Fascinating in their own right, arthropods provide fundamental insights into how brains process and organize sensory information to produce learning, strategizing, cooperation, and sociality. Nicholas Strausfeld elucidates the evolution of this knowledge, beginning with nineteenth-century debates about how similar arthropod brains were to vertebrate brains. This exchange, he shows, had a profound and far-reaching impact on attitudes toward evolution and animal origins. Many renowned scientists, including Sigmund Freud, cut their professional teeth studying arthropod nervous systems. The greatest neuroanatomist of them all, Santiago Ram n y Cajal-founder of the neuron doctrine-was awed by similarities between insect and mammalian brains.

Writing in a style that will appeal to a broad readership, Strausfeld weaves anatomical observations with evidence from molecular biology, neuroethology, cladistics, and the fossil record to explore the neurobiology of the largest phylum on earth-and one that is crucial to the well-being of our planet. Highly informative and richly illustrated, Arthropod Brains offers an original synthesis drawing on many fields, and a comprehensive reference that will serve biologists for years to come.
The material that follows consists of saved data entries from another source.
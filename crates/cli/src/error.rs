//! CLI exit codes and error rendering.
//!
//! Responsibilities:
//! - Define structured exit codes so scripts can tell which stage failed.
//! - Map `LoadError` stages and `SchemaError` to exit codes.
//! - Render errors for stderr, one violation per line.
//!
//! Invariants:
//! - Exit codes 2-7 follow pipeline stage order.
//! - A command run through `envcheck run` exits with the child's own code.

use envcheck::{LoadError, SchemaError, Stage};

/// Structured exit codes for envcheck.
#[derive(Debug, Clone, Copy, PartialEq, Eq)]
#[repr(u8)]
pub enum ExitCode {
    /// Success - environment is valid.
    Success = 0,

    /// General error - unhandled or generic failure.
    GeneralError = 1,

    /// The .env file could not be read or has malformed lines.
    DotenvError = 2,

    /// The schema file could not be read, parsed, or has a nameless entry.
    SchemaError = 3,

    /// A default value could not be written.
    DefaultsError = 4,

    /// One or more required variables are unset.
    MissingRequired = 5,

    /// One or more values do not parse as their declared type.
    TypeMismatch = 6,

    /// One or more values do not match their declared pattern.
    PatternMismatch = 7,
}

impl ExitCode {
    /// Convert the exit code to an i32 for use with std::process::exit().
    pub const fn as_i32(self) -> i32 {
        self as u8 as i32
    }
}

impl From<Stage> for ExitCode {
    fn from(stage: Stage) -> Self {
        match stage {
            Stage::Dotenv => ExitCode::DotenvError,
            Stage::Schema => ExitCode::SchemaError,
            Stage::Defaults => ExitCode::DefaultsError,
            Stage::Required => ExitCode::MissingRequired,
            Stage::Types => ExitCode::TypeMismatch,
            Stage::Patterns => ExitCode::PatternMismatch,
        }
    }
}

/// Extension trait for anyhow::Error to extract exit codes.
pub trait ExitCodeExt {
    /// Returns ExitCode::GeneralError if no known error is in the chain.
    fn exit_code(&self) -> ExitCode;
}

impl ExitCodeExt for anyhow::Error {
    fn exit_code(&self) -> ExitCode {
        for cause in self.chain() {
            if let Some(load_err) = cause.downcast_ref::<LoadError>() {
                return ExitCode::from(load_err.stage());
            }
            if cause.downcast_ref::<SchemaError>().is_some() {
                return ExitCode::SchemaError;
            }
        }
        ExitCode::GeneralError
    }
}

/// Render an error for stderr.
///
/// Stage failures print the stage label followed by one violation per line;
/// anything else prints the full cause chain.
pub fn render(err: &anyhow::Error) -> String {
    let Some(load_err) = err.chain().find_map(|c| c.downcast_ref::<LoadError>()) else {
        return format!("Error: {:#}", err);
    };
    let Some(violations) = load_err.violations() else {
        return format!("Error: {:#}", err);
    };

    let mut out = format!("Error: {}", load_err);
    for violation in violations {
        out.push_str(&format!("\n  - {}", violation));
    }
    out
}
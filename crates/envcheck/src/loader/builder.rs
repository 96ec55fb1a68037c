//! Loader builder implementation.
//!
//! Responsibilities:
//! - Hold the dotenv path, schema path, and dotenv gate.
//! - Run the stages in order against an `EnvStore` and label the first failure.
//!
//! Does NOT handle:
//! - Reading override variables (delegated to env.rs).
//!
//! Invariants / Assumptions:
//! - Stages run as: dotenv, schema, defaults, required, types, patterns.
//! - A failing stage stops the pipeline; later stages never run.
//! - Relative paths resolve against the current working directory.

use std::path::{Path, PathBuf};

use tracing::{debug, info, warn};

use super::env::apply_env;
use super::error::{LoadError, Stage};
use crate::dotenv::{DotenvError, load_dotenv_into};
use crate::error::Violations;
use crate::populate::populate_defaults;
use crate::schema::Schema;
use crate::store::{EnvStore, ProcessEnv};
use crate::validate::{validate_patterns, validate_required, validate_types};

/// Default dotenv file name, relative to the working directory.
pub const DEFAULT_DOTENV_PATH: &str = ".env";

/// Default schema file name, relative to the working directory.
pub const DEFAULT_SCHEMA_PATH: &str = ".env.yaml";

/// Loads a `.env` file and validates the environment against a schema.
#[derive(Debug, Clone)]
pub struct EnvLoader {
    dotenv_path: PathBuf,
    schema_path: PathBuf,
    skip_dotenv: bool,
}

impl Default for EnvLoader {
    fn default() -> Self {
        Self::new()
    }
}

fn log_violations(stage: Stage, violations: &Violations) {
    warn!(%stage, count = violations.len(), "stage reported violations");
    for violation in violations {
        debug!(%stage, %violation, "violation");
    }
}

impl EnvLoader {
    /// Create a loader using `.env` and `.env.yaml` in the working directory.
    pub fn new() -> Self {
        Self {
            dotenv_path: PathBuf::from(DEFAULT_DOTENV_PATH),
            schema_path: PathBuf::from(DEFAULT_SCHEMA_PATH),
            skip_dotenv: false,
        }
    }

    /// Apply `ENVCHECK_DOTENV_PATH`, `ENVCHECK_SCHEMA_PATH`, and `DOTENV_DISABLED`.
    ///
    /// Call this before the `with_*` methods so explicit settings win.
    pub fn from_env(mut self) -> Self {
        apply_env(&mut self);
        self
    }

    /// Set the dotenv file path.
    pub fn with_dotenv_path(mut self, path: impl Into<PathBuf>) -> Self {
        self.dotenv_path = path.into();
        self
    }

    /// Set the schema file path.
    pub fn with_schema_path(mut self, path: impl Into<PathBuf>) -> Self {
        self.schema_path = path.into();
        self
    }

    /// Skip the dotenv stage entirely.
    pub fn with_skip_dotenv(mut self, skip: bool) -> Self {
        self.skip_dotenv = skip;
        self
    }

    pub(crate) fn set_dotenv_path(&mut self, path: PathBuf) {
        self.dotenv_path = path;
    }

    pub(crate) fn set_schema_path(&mut self, path: PathBuf) {
        self.schema_path = path;
    }

    pub(crate) fn set_skip_dotenv(&mut self, skip: bool) {
        self.skip_dotenv = skip;
    }

    pub fn dotenv_path(&self) -> &Path {
        &self.dotenv_path
    }

    pub fn schema_path(&self) -> &Path {
        &self.schema_path
    }

    pub fn skips_dotenv(&self) -> bool {
        self.skip_dotenv
    }

    /// Run the pipeline against the process environment.
    ///
    /// # Errors
    ///
    /// Returns a `LoadError` naming the first stage that failed.
    pub fn load(&self) -> Result<Schema, LoadError> {
        self.load_into(&mut ProcessEnv)
    }

    /// Run the pipeline against `store`.
    ///
    /// Returns the loaded schema on success.
    pub fn load_into<S: EnvStore + ?Sized>(&self, store: &mut S) -> Result<Schema, LoadError> {
        if self.skip_dotenv {
            debug!(stage = %Stage::Dotenv, "dotenv loading disabled");
        } else {
            debug!(stage = %Stage::Dotenv, path = %self.dotenv_path.display(), "running stage");
            load_dotenv_into(&self.dotenv_path, &mut *store).map_err(|e| {
                match &e {
                    DotenvError::Lines(v) => log_violations(Stage::Dotenv, v),
                    DotenvError::Read { .. } => warn!(stage = %Stage::Dotenv, error = %e, "stage failed"),
                }
                LoadError::Dotenv(e)
            })?;
        }

        debug!(stage = %Stage::Schema, path = %self.schema_path.display(), "running stage");
        let schema = Schema::load(&self.schema_path).map_err(|e| {
            warn!(stage = %Stage::Schema, error = %e, "stage failed");
            LoadError::Schema(e)
        })?;

        debug!(stage = %Stage::Defaults, "running stage");
        let populated = populate_defaults(&schema, &mut *store).map_err(|v| {
            log_violations(Stage::Defaults, &v);
            LoadError::Defaults(v)
        })?;
        for name in &populated {
            debug!(name = %name, "populated from default");
        }

        debug!(stage = %Stage::Required, "running stage");
        validate_required(&schema, &*store).map_err(|v| {
            log_violations(Stage::Required, &v);
            LoadError::Required(v)
        })?;

        debug!(stage = %Stage::Types, "running stage");
        validate_types(&schema, &*store).map_err(|v| {
            log_violations(Stage::Types, &v);
            LoadError::Types(v)
        })?;

        debug!(stage = %Stage::Patterns, "running stage");
        validate_patterns(&schema, &*store).map_err(|v| {
            log_violations(Stage::Patterns, &v);
            LoadError::Patterns(v)
        })?;

        info!(
            vars = schema.len(),
            populated = populated.len(),
            "environment validated"
        );
        Ok(schema)
    }
}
Contributor Bio(s): Strausfeld, Nicholas James: - Nicholas James Strausfeld is a Fellow of the Royal Society of London and a recipient of a Guggenheim and a MacArthur Fellowship. He is a Regents' Professor in the Department of Neuroscience at the University of Arizona, Professor of Ecology and Evolutionary Biology, and an Adjunct Professor of Art. He currently directs the university's Center for Insect Science.